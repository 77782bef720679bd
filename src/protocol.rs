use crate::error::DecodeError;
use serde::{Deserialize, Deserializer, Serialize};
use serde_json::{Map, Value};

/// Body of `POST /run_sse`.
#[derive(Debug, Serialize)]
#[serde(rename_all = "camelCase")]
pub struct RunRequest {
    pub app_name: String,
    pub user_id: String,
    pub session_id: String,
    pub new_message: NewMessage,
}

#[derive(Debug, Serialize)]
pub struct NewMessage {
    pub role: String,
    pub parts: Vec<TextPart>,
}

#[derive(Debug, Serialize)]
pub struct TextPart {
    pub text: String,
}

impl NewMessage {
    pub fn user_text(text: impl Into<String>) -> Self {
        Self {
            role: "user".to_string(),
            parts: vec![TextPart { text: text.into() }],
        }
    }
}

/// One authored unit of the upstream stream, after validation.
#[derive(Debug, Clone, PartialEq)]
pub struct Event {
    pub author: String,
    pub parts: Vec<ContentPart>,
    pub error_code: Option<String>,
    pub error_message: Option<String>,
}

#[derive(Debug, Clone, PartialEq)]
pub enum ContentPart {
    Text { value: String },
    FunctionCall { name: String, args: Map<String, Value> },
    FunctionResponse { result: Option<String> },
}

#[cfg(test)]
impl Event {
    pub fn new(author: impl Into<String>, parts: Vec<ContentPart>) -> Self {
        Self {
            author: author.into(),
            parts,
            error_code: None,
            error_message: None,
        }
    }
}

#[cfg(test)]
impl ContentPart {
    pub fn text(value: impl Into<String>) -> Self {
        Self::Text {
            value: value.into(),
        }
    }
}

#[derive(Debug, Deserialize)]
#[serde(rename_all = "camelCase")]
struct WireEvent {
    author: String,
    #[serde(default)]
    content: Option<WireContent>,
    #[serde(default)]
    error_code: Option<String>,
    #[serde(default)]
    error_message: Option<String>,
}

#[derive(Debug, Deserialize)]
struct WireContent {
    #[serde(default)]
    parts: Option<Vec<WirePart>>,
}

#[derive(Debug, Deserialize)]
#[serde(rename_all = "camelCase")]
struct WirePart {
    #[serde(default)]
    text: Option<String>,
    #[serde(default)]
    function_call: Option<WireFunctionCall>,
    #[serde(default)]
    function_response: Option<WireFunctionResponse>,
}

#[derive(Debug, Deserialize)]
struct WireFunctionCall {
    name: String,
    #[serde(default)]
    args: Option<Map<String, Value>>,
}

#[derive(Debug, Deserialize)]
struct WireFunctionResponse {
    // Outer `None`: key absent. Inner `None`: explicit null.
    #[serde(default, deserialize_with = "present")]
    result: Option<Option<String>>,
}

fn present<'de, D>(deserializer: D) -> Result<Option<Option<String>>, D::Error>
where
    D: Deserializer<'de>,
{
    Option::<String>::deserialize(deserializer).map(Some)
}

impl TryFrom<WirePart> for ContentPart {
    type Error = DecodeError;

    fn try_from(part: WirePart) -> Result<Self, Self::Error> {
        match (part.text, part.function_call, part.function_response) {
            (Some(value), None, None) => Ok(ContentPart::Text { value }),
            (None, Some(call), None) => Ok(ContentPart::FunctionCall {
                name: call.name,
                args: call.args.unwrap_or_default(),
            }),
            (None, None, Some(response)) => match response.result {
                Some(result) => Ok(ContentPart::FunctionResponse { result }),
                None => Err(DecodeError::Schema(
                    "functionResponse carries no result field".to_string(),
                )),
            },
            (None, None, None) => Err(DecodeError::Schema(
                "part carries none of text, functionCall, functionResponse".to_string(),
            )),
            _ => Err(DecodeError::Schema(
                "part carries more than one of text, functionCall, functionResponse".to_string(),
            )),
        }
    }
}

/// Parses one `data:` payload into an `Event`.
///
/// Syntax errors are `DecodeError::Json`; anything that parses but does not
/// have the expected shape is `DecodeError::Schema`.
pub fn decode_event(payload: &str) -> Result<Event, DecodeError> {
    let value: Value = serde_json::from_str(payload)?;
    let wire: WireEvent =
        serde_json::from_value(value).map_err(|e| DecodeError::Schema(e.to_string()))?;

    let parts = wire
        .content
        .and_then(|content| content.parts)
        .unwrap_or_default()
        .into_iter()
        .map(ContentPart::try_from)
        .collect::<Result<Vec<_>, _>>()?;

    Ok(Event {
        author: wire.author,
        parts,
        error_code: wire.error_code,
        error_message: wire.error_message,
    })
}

※

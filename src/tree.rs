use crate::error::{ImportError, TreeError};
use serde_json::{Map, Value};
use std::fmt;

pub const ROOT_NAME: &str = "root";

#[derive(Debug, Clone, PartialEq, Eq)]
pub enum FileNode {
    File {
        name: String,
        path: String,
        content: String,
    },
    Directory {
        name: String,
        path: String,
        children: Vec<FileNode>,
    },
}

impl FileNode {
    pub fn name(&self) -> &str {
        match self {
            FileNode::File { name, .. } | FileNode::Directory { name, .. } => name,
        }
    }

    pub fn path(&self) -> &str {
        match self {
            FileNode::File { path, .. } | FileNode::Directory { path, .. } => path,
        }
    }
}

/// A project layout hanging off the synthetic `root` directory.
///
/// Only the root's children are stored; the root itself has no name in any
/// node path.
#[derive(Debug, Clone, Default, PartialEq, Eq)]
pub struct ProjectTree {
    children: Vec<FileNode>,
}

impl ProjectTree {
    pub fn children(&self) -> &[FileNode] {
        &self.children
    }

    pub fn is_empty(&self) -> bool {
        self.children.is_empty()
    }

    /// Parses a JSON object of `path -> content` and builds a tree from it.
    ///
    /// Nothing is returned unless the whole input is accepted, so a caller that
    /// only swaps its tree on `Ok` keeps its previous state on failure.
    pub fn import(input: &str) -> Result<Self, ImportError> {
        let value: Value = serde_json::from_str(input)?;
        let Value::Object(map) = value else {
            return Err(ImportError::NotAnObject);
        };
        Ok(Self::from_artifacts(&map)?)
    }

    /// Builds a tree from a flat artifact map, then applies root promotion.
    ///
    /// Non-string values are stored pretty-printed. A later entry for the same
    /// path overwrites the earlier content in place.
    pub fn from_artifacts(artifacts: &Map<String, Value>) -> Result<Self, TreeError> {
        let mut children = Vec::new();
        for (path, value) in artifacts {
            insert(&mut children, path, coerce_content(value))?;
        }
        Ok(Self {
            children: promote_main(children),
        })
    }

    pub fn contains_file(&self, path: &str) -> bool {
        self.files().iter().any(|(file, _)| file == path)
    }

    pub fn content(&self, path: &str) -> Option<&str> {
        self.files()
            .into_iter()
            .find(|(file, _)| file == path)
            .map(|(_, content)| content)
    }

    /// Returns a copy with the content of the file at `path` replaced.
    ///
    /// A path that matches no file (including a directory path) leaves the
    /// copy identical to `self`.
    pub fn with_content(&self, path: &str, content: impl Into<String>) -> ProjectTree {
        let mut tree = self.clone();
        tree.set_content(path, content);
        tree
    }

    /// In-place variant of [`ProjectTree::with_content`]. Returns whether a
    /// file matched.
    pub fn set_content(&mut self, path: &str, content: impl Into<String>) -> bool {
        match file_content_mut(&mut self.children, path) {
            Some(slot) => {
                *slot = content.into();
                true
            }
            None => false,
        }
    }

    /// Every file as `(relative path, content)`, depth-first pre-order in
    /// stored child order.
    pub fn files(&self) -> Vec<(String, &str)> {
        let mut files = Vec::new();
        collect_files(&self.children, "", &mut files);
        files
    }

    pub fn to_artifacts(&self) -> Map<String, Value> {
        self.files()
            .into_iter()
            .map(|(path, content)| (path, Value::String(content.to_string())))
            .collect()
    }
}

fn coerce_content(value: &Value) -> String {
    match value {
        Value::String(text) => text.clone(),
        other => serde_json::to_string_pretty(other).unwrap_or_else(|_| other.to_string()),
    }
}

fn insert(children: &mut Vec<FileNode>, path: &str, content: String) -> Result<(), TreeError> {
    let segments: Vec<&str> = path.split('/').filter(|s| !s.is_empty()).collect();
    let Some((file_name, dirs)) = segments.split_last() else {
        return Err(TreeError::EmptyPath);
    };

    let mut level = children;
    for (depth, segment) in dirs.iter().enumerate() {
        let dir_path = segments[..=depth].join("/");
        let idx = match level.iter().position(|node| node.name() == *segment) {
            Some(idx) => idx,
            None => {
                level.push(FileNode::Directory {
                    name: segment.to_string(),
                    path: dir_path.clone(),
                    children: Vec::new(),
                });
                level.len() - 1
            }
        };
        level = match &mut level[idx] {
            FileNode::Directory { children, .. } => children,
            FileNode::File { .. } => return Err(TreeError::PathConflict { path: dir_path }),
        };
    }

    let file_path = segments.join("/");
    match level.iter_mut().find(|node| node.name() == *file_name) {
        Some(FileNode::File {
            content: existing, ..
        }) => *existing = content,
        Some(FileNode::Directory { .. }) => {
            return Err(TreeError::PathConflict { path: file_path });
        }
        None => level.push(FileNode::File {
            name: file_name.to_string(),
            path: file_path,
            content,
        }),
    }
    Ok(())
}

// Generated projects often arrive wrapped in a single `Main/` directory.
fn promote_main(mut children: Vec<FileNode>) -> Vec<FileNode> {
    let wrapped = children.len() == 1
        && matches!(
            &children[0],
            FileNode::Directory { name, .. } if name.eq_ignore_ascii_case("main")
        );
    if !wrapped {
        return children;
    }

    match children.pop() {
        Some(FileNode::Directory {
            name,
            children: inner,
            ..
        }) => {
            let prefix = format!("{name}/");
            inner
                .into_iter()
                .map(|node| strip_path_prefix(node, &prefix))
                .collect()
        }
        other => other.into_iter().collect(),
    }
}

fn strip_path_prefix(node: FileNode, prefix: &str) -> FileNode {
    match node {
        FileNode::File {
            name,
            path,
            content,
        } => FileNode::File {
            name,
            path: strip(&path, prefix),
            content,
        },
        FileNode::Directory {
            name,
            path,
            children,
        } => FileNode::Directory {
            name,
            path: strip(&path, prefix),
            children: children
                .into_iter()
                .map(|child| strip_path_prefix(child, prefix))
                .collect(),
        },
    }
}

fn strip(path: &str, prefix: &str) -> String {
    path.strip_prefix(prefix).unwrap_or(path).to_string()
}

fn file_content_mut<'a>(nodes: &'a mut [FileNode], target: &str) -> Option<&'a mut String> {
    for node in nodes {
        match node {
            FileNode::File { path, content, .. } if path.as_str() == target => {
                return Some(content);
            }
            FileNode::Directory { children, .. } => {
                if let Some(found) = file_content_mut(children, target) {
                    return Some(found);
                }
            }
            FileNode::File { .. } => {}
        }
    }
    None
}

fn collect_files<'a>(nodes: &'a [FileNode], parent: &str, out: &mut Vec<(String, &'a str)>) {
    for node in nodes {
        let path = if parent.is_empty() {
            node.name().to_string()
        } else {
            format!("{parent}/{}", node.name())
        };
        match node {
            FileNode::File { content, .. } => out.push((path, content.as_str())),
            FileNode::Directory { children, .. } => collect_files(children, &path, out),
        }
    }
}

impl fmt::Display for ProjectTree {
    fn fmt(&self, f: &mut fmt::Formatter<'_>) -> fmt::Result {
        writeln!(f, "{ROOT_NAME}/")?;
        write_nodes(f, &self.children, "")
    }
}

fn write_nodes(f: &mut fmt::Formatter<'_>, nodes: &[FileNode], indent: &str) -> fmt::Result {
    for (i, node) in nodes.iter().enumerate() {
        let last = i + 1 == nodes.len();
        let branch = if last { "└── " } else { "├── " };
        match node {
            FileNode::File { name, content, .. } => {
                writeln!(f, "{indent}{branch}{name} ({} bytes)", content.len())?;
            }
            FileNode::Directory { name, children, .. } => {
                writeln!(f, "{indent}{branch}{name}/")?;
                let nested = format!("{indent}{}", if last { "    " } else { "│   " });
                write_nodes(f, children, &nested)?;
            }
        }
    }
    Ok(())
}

※

PROBLEM DESCRIPTION>
Each line in the listing where the word "target" is found is to be copied.

SOLUTION>
fn file_content_mut<'a>(nodes: &'a mut [FileNode], target: &str) -> Option<&'a mut String> {
            FileNode::File { path, content, .. } if path.as_str() == target => {
                if let Some(found) = file_content_mut(children, target) {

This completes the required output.